I need some help on how to properly apply the generated mask during the denoising phase of DiffEdit.
If I’m understanding the steps of DiffEdit correctly, the mask is applied during each denoising step — meaning the background pixels of the original image are added to the latent at each denoising step.
However, when I try to implement this, I get the following result (I’m replacing a horse with a zebra).
This is how my denoising loop looks like.
prompt = ['zebra']
img = Image.open('/content/img.png').resize((512, 512))
embs = get_embs(prompt, neg_prompt)
lat = get_lat(img)
inv_mask = 1 - mask
back = torch.mul(F.to_tensor(img).permute(1, 2, 0), torch.from_numpy(inv_mask))

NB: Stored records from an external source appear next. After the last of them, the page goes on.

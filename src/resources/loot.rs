//! Loot generation collaborator.
//!
//! Corpse creation asks the [`LootSource`] resource for an actor's drops.
//! Generators may fail; the caller treats a failure as "no loot".

use bevy_ecs::prelude::Resource;

use crate::models::actor::Actor;
use crate::models::item::Item;

/// Produces the items an actor drops when it dies.
pub trait LootGenerator: Send + Sync {
    fn generate(&self, actor: &Actor) -> Result<Vec<Item>, String>;
}

/// The loot generator in use.
#[derive(Resource)]
pub struct LootSource {
    generator: Box<dyn LootGenerator>,
}

impl LootSource {
    pub fn new(generator: impl LootGenerator + 'static) -> Self {
        LootSource {
            generator: Box::new(generator),
        }
    }

    pub fn generate(&self, actor: &Actor) -> Result<Vec<Item>, String> {
        self.generator.generate(actor)
    }
}

/// Rolls each of the actor's [`LootEntry`](crate::models::actor::LootEntry)
/// rows independently.
#[derive(Debug, Default, Clone, Copy)]
pub struct TableLootGenerator;

impl LootGenerator for TableLootGenerator {
    fn generate(&self, actor: &Actor) -> Result<Vec<Item>, String> {
        let mut items = Vec::new();
        for entry in &actor.loot {
            if entry.min > entry.max {
                return Err(format!(
                    "Loot entry '{}' of '{}' has min {} > max {}",
                    entry.definition, actor.id, entry.min, entry.max
                ));
            }
            if fastrand::f32() >= entry.chance {
                continue;
            }
            let quantity = fastrand::u32(entry.min..=entry.max);
            if quantity == 0 {
                continue;
            }
            let instance_id = format!("{}_{:016x}", entry.definition, fastrand::u64(..));
            items.push(
                Item::new(instance_id, entry.definition.clone(), entry.name.clone())
                    .with_quantity(quantity)
                    .with_weight(entry.weight),
            );
        }
        Ok(items)
    }
}

/// Never drops anything.
#[derive(Debug, Default, Clone, Copy)]
pub struct NoLoot;

impl LootGenerator for NoLoot {
    fn generate(&self, _actor: &Actor) -> Result<Vec<Item>, String> {
        Ok(Vec::new())
    }
}
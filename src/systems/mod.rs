//! Lifecycle systems.
//!
//! This module groups the functions that advance time and mutate the world:
//! most are exclusive (`&mut World`) because a single operation touches
//! several resources and triggers events.
//!
//! Submodules overview
//! - [`corpse`] – corpse creation, decay, looting, destruction and restore
//! - [`persistence`] – snapshot export, restore and file I/O
//! - [`respawn`] – bring actors back after their corpse decays
//! - [`time`] – advance [`crate::resources::worldtime::WorldTime`]
//! - [`timers`] – schedule, fire and restore named timers

pub mod corpse;
pub mod persistence;
pub mod respawn;
pub mod time;
pub mod timers;
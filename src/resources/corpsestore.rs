//! Canonical corpse table.
//!
//! [`CorpseStore`] owns every live corpse plus two indexes:
//! - actor id → corpse id, which keeps NPC corpses unique per actor and lets
//!   the respawn logic ask whether an actor is still lying somewhere;
//! - owner username → corpse ids, since a player may have several corpses.
//!
//! Player corpses whose room vanished between runs are held aside as
//! *stranded*: they are not in the world, but they are exported again so a
//! later restore can place them.
//!
//! The store never touches rooms or timers; the systems in
//! [`crate::systems::corpse`] keep those consistent with it.

use std::collections::BTreeSet;

use bevy_ecs::prelude::Resource;
use log::warn;
use rustc_hash::FxHashMap;
use serde::{Deserialize, Serialize};

use crate::models::corpse::{Corpse, CorpseKind};

/// Exported corpse state, split by kind.
#[derive(Debug, Clone, Default, PartialEq, Serialize, Deserialize)]
pub struct CorpseState {
    #[serde(default)]
    pub npc: Vec<Corpse>,
    #[serde(default)]
    pub player: Vec<Corpse>,
}

impl CorpseState {
    pub fn len(&self) -> usize {
        self.npc.len() + self.player.len()
    }

    pub fn is_empty(&self) -> bool {
        self.npc.is_empty() && self.player.is_empty()
    }

    /// Split a flat list of corpses by kind.
    pub fn from_flat(corpses: Vec<Corpse>) -> Self {
        let (npc, player) = corpses.into_iter().partition(Corpse::is_npc);
        CorpseState { npc, player }
    }
}

/// Counts for diagnostics.
#[derive(Debug, Clone, Copy, Default, PartialEq, Eq)]
pub struct CorpseSummary {
    pub npc: usize,
    pub player: usize,
    pub looted: usize,
    pub items: usize,
}

#[derive(Resource, Debug, Default)]
pub struct CorpseStore {
    corpses: FxHashMap<String, Corpse>,
    by_actor: FxHashMap<String, String>,
    by_owner: FxHashMap<String, BTreeSet<String>>,
    stranded: Vec<Corpse>,
}

impl CorpseStore {
    pub fn new() -> Self {
        Self::default()
    }

    /// Insert a corpse and index it. Returns the corpse previously stored
    /// under the same id, if any. A stranded corpse with that id is released.
    pub fn insert(&mut self, corpse: Corpse) -> Option<Corpse> {
        self.stranded.retain(|c| c.id != corpse.id);
        let previous = self.remove(&corpse.id);
        match &corpse.kind {
            CorpseKind::Npc(npc) => {
                if let Some(old) = self.by_actor.insert(npc.actor_id.clone(), corpse.id.clone()) {
                    warn!(
                        "[Corpse:{}] Actor '{}' was still indexed to corpse '{}'",
                        corpse.id, npc.actor_id, old
                    );
                }
            }
            CorpseKind::Player(player) => {
                self.by_owner
                    .entry(player.owner_username.clone())
                    .or_default()
                    .insert(corpse.id.clone());
            }
        }
        self.corpses.insert(corpse.id.clone(), corpse);
        previous
    }

    /// Remove a corpse from the table and its index.
    pub fn remove(&mut self, corpse_id: &str) -> Option<Corpse> {
        let corpse = self.corpses.remove(corpse_id)?;
        match &corpse.kind {
            CorpseKind::Npc(npc) => {
                if self.by_actor.get(&npc.actor_id).map(String::as_str) == Some(corpse_id) {
                    self.by_actor.remove(&npc.actor_id);
                }
            }
            CorpseKind::Player(player) => {
                if let Some(ids) = self.by_owner.get_mut(&player.owner_username) {
                    ids.remove(corpse_id);
                    if ids.is_empty() {
                        self.by_owner.remove(&player.owner_username);
                    }
                }
            }
        }
        Some(corpse)
    }

    pub fn get(&self, corpse_id: &str) -> Option<&Corpse> {
        self.corpses.get(corpse_id)
    }

    pub fn get_mut(&mut self, corpse_id: &str) -> Option<&mut Corpse> {
        self.corpses.get_mut(corpse_id)
    }

    pub fn contains(&self, corpse_id: &str) -> bool {
        self.corpses.contains_key(corpse_id)
    }

    pub fn has_active_corpse(&self, actor_id: &str) -> bool {
        self.by_actor.contains_key(actor_id)
    }

    pub fn get_corpse_by_actor(&self, actor_id: &str) -> Option<&Corpse> {
        self.by_actor
            .get(actor_id)
            .and_then(|id| self.corpses.get(id))
    }

    /// Corpses owned by a player, oldest id first.
    pub fn player_corpses(&self, owner: &str) -> Vec<&Corpse> {
        self.by_owner
            .get(owner)
            .map(|ids| ids.iter().filter_map(|id| self.corpses.get(id)).collect())
            .unwrap_or_default()
    }

    /// Ids of all player corpses, sorted.
    pub fn player_corpse_ids(&self) -> Vec<String> {
        let mut ids: Vec<String> = self
            .corpses
            .values()
            .filter(|c| c.is_player())
            .map(|c| c.id.clone())
            .collect();
        ids.sort();
        ids
    }

    /// All corpse ids, sorted.
    pub fn ids(&self) -> Vec<String> {
        let mut ids: Vec<String> = self.corpses.keys().cloned().collect();
        ids.sort();
        ids
    }

    pub fn len(&self) -> usize {
        self.corpses.len()
    }

    pub fn is_empty(&self) -> bool {
        self.corpses.is_empty()
    }

    /// Hold a corpse that could not be placed. Replaces a stranded corpse
    /// with the same id.
    pub fn strand(&mut self, corpse: Corpse) {
        self.stranded.retain(|c| c.id != corpse.id);
        self.stranded.push(corpse);
        self.stranded.sort_by(|a, b| a.id.cmp(&b.id));
    }

    pub fn stranded(&self) -> &[Corpse] {
        &self.stranded
    }

    /// Drop stranded corpses matching `predicate`, returning them.
    pub fn release_stranded(&mut self, mut predicate: impl FnMut(&Corpse) -> bool) -> Vec<Corpse> {
        let (released, kept) = std::mem::take(&mut self.stranded)
            .into_iter()
            .partition(|c| predicate(c));
        self.stranded = kept;
        released
    }

    /// A corpse id derived from `prefix` and `now` that is not in use yet.
    pub fn next_corpse_id(&self, prefix: &str, now: u64) -> String {
        let base = format!("{}_{}", prefix, now);
        if !self.corpses.contains_key(&base) {
            return base;
        }
        (1..)
            .map(|n| format!("{}_{}", base, n))
            .find(|id| !self.corpses.contains_key(id))
            .unwrap_or(base)
    }

    /// Copy of every corpse, split by kind and sorted by id. Stranded
    /// corpses follow the live ones.
    pub fn export_state(&self) -> CorpseState {
        let mut state = CorpseState::default();
        for id in self.ids() {
            if let Some(corpse) = self.corpses.get(&id) {
                match corpse.kind {
                    CorpseKind::Npc(_) => state.npc.push(corpse.clone()),
                    CorpseKind::Player(_) => state.player.push(corpse.clone()),
                }
            }
        }
        state.player.extend(self.stranded.iter().cloned());
        state
    }

    pub fn summary(&self) -> CorpseSummary {
        let mut summary = CorpseSummary::default();
        for corpse in self.corpses.values() {
            summary.items += corpse.inventory.len();
            match &corpse.kind {
                CorpseKind::Npc(_) => summary.npc += 1,
                CorpseKind::Player(p) => {
                    summary.player += 1;
                    if p.looted {
                        summary.looted += 1;
                    }
                }
            }
        }
        summary
    }
}
//! Respawn coordinator.
//!
//! Brings NPCs back once their corpse is gone:
//!
//! - [`respawn_on_decay_observer`] reacts to every
//!   [`CorpseDecayedEvent`](crate::events::corpse::CorpseDecayedEvent);
//! - [`respawn_actor`] puts one actor back into a room;
//! - [`check_and_respawn_missing`] compares every room against its declared
//!   roster and fills the gaps. The server runs it once at startup, after the
//!   snapshot has been restored.
//!
//! The coordinator only ever touches room occupants and actor hp. Whether an
//! actor is "still dead" is answered by the corpse index.

use bevy_ecs::observer::On;
use bevy_ecs::prelude::*;
use log::{debug, error, info, warn};

use crate::events::corpse::CorpseDecayedEvent;
use crate::events::roommessage::RoomMessageEvent;
use crate::models::actor::PLAYER_ACTOR_TYPE;
use crate::resources::corpsestore::CorpseStore;
use crate::resources::rooms::RoomStore;
use crate::systems::corpse::capitalized;

/// Observer: respawn the actor whose corpse just decayed.
///
/// The respawn is queued as a command so it runs after the decay that
/// triggered it has finished. Player corpses never lead here, but events for
/// the player actor type are ignored anyway.
pub fn respawn_on_decay_observer(trigger: On<CorpseDecayedEvent>, mut commands: Commands) {
    let event = trigger.event();
    if event.actor_type == PLAYER_ACTOR_TYPE {
        debug!("[Respawn] Ignoring decay of player corpse '{}'", event.corpse_id);
        return;
    }
    let actor_id = event.actor_id.clone();
    let room_id = event.room_id.clone();
    commands.queue(move |world: &mut World| {
        respawn_actor(world, &actor_id, &room_id);
    });
}

/// Put `actor_id` back into `room_id` at full health.
///
/// Fails, returning false, when the room or actor is unknown, the actor is
/// already in the room, or the actor still has a corpse lying somewhere.
pub fn respawn_actor(world: &mut World, actor_id: &str, room_id: &str) -> bool {
    if world.resource::<CorpseStore>().has_active_corpse(actor_id) {
        info!(
            "[Respawn] '{}' still has a corpse, not respawning it yet",
            actor_id
        );
        return false;
    }

    let name = {
        let mut rooms = world.resource_mut::<RoomStore>();
        let Some(room) = rooms.get_room(room_id) else {
            error!(
                "[Respawn] Cannot respawn '{}': room '{}' does not exist",
                actor_id, room_id
            );
            return false;
        };
        if room.has_occupant(actor_id) {
            warn!("[Respawn] '{}' is already in '{}'", actor_id, room_id);
            return false;
        }
        let Some(actor) = rooms.get_actor_mut(actor_id) else {
            error!("[Respawn] Cannot respawn unknown actor '{}'", actor_id);
            return false;
        };
        actor.hp = actor.max_hp;
        let name = actor.name.clone();
        if let Some(room) = rooms.get_room_mut(room_id) {
            room.occupants.push(actor_id.to_string());
        }
        name
    };

    info!("[Respawn] '{}' respawned in '{}'", actor_id, room_id);
    world.trigger(RoomMessageEvent::new(
        room_id,
        format!("{} appears.", capitalized(&name)),
    ));
    true
}

/// Respawn every declared actor that is missing from its room.
///
/// Rooms are visited in id order. An actor is skipped if it has an active
/// corpse or is standing in some other room. Returns the number respawned.
pub fn check_and_respawn_missing(world: &mut World) -> usize {
    let missing: Vec<(String, String)> = {
        let rooms = world.resource::<RoomStore>();
        let corpses = world.resource::<CorpseStore>();
        let mut room_ids: Vec<&String> = rooms.initial_rooms_state.keys().collect();
        room_ids.sort();
        room_ids
            .into_iter()
            .flat_map(|room_id| {
                let roster = &rooms.initial_rooms_state[room_id];
                roster.iter().map(move |actor_id| (room_id, actor_id))
            })
            .filter(|(room_id, actor_id)| {
                let present = rooms
                    .get_room(room_id)
                    .is_some_and(|room| room.has_occupant(actor_id));
                if present || corpses.has_active_corpse(actor_id) {
                    return false;
                }
                if let Some(elsewhere) = rooms.locate_actor(actor_id) {
                    debug!(
                        "[Respawn] '{}' belongs in '{}' but stands in '{}'",
                        actor_id, room_id, elsewhere
                    );
                    return false;
                }
                true
            })
            .map(|(room_id, actor_id)| (room_id.clone(), actor_id.clone()))
            .collect()
    };

    let respawned = missing
        .iter()
        .filter(|(room_id, actor_id)| respawn_actor(world, actor_id, room_id))
        .count();
    if respawned > 0 {
        info!("[Respawn] Reconciliation respawned {} actor(s)", respawned);
    } else {
        debug!("[Respawn] Reconciliation found nothing missing");
    }
    respawned
}
/// Leave a corpse for `actor` in `room_id` and start its decay timer.
///
/// The actor is taken out of whatever room it stands in and its hp drops to
/// zero. If the actor still had a corpse lying around, that one is destroyed
/// first. Loot generation failures only cost the loot.
pub fn create_actor_corpse(
    world: &mut World,
    actor: &Actor,
    room_id: &str,
    killer_name: Option<&str>,
) -> Option<Corpse> {
    if !world.resource::<RoomStore>().has_room(room_id) {
        error!(
            "[Corpse] Cannot create corpse for '{}': room '{}' does not exist",
            actor.id, room_id
        );
        return None;
    }
    let can_decay = world
        .get_resource::<TimerHandlers>()
        .is_some_and(|handlers| handlers.contains(CORPSE_DECAY_KIND));
    if !can_decay {
        error!(
            "[Corpse] Cannot create corpse for '{}': no '{}' handler registered",
            actor.id, CORPSE_DECAY_KIND
        );
        return None;
    }

    let previous = world
        .resource::<CorpseStore>()
        .get_corpse_by_actor(&actor.id)
        .map(|c| c.id.clone());
    if let Some(previous) = previous {
        warn!(
            "[Corpse:{}] Actor '{}' died again, replacing its old corpse",
            previous, actor.id
        );
        destroy_corpse(world, &previous);
    }

    let loot = match world.get_resource::<LootSource>() {
        Some(source) => source.generate(actor).unwrap_or_else(|e| {
            warn!("[Corpse] Loot generation failed for '{}': {}", actor.id, e);
            Vec::new()
        }),
        None => Vec::new(),
    };

    let now = now(world);
    let decay_ms = world.resource::<LifecycleConfig>().npc_decay_ms;
    let corpse_id = world
        .resource::<CorpseStore>()
        .next_corpse_id(&format!("corpse_{}", actor.id), now);
    let corpse = Corpse::for_actor(
        corpse_id.clone(),
        actor,
        room_id,
        killer_name.map(str::to_string),
        loot,
        now,
        now.saturating_add(decay_ms),
    );

    let (left_room, old_hp) = {
        let mut rooms = world.resource_mut::<RoomStore>();
        let left_room = rooms.remove_occupant(&actor.id);
        let old_hp = rooms.get_actor_mut(&actor.id).map(|live| {
            let hp = live.hp;
            live.hp = 0;
            hp
        });
        rooms.place_item(room_id, &corpse_id);
        (left_room, old_hp)
    };
    world.resource_mut::<CorpseStore>().insert(corpse.clone());

    let data = TimerData::new(CORPSE_DECAY_KIND).with(CORPSE_ID_KEY, corpse_id.as_str());
    if !schedule_timer_kind(world, decay_timer_id(&corpse_id), decay_ms, data) {
        // A corpse without a decay timer would never go away.
        world.resource_mut::<CorpseStore>().remove(&corpse_id);
        let mut rooms = world.resource_mut::<RoomStore>();
        rooms.remove_item(room_id, &corpse_id);
        if let Some(left_room) = left_room
            && let Some(room) = rooms.get_room_mut(&left_room)
        {
            room.occupants.push(actor.id.clone());
        }
        if let Some(hp) = old_hp
            && let Some(live) = rooms.get_actor_mut(&actor.id)
        {
            live.hp = hp;
        }
        return None;
    }

    info!(
        "[Corpse:{}] {} died in '{}'{}, {} item(s), decays in {} ms",
        corpse_id,
        actor.id,
        room_id,
        killer_name.map(|k| format!(" (killed by {})", k)).unwrap_or_default(),
        corpse.inventory.len(),
        decay_ms
    );
    Some(corpse)
}
//! Time update system.
//!
//! Advances the shared [`WorldTime`](crate::resources::worldtime::WorldTime)
//! resource once per tick. Timers compare their absolute expiry against
//! `WorldTime::now`, so this must run before
//! [`update_timers`](crate::systems::timers::update_timers).
use bevy_ecs::prelude::*;

use crate::resources::worldtime::WorldTime;

/// Move `now` forward by `dt_ms` milliseconds and record the delta.
pub fn update_world_time(world: &mut World, dt_ms: u64) {
    let mut wt = world.resource_mut::<WorldTime>();
    wt.now = wt.now.saturating_add(dt_ms);
    wt.delta = dt_ms;
    wt.frame_count += 1;
}

/// Jump `now` to an absolute time. Moving backwards is ignored.
pub fn set_world_time(world: &mut World, now: u64) {
    let mut wt = world.resource_mut::<WorldTime>();
    if now > wt.now {
        wt.delta = now - wt.now;
        wt.now = now;
        wt.frame_count += 1;
    }
}

#[cfg(test)]
mod tests {
    use super::*;

    #[test]
    fn advances_now_and_counts_frames() {
        let mut world = World::new();
        world.insert_resource(WorldTime::at(1_000));
        update_world_time(&mut world, 250);
        update_world_time(&mut world, 250);
        let wt = world.resource::<WorldTime>();
        assert_eq!(wt.now, 1_500);
        assert_eq!(wt.delta, 250);
        assert_eq!(wt.frame_count, 2);
    }

    #[test]
    fn set_world_time_never_goes_back() {
        let mut world = World::new();
        world.insert_resource(WorldTime::at(1_000));
        set_world_time(&mut world, 500);
        assert_eq!(world.resource::<WorldTime>().now, 1_000);
        set_world_time(&mut world, 4_000);
        let wt = world.resource::<WorldTime>();
        assert_eq!(wt.now, 4_000);
        assert_eq!(wt.delta, 3_000);
    }
}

for i, ts in enumerate(tqdm(sched.timesteps)):
if i >= start_step:
lat = denoise(lat, ts)
back = get_lat(Image.fromarray((back*255).numpy().round().astype(np.uint8)), start_step=i)
back = decompress(back)
fore = torch.mul(torch.from_numpy(decompress(lat)), torch.from_numpy(mask))/255
lat = compress_img(Image.fromarray(((fore+(backn/255))*255).numpy().round().astype(np.uint8)))
back
is the background pixels, which I obtain by inverting my mask and applying it to the original image.
fore
is the pixels comprising the zebra, which I obtain by decompressing the latent and applying the mask to it.
I then obtain the final latent by adding fore + back
together, and then compressing it for the next loop.
I’d really appreciate some help. If you need any more information to do so, please do let me know.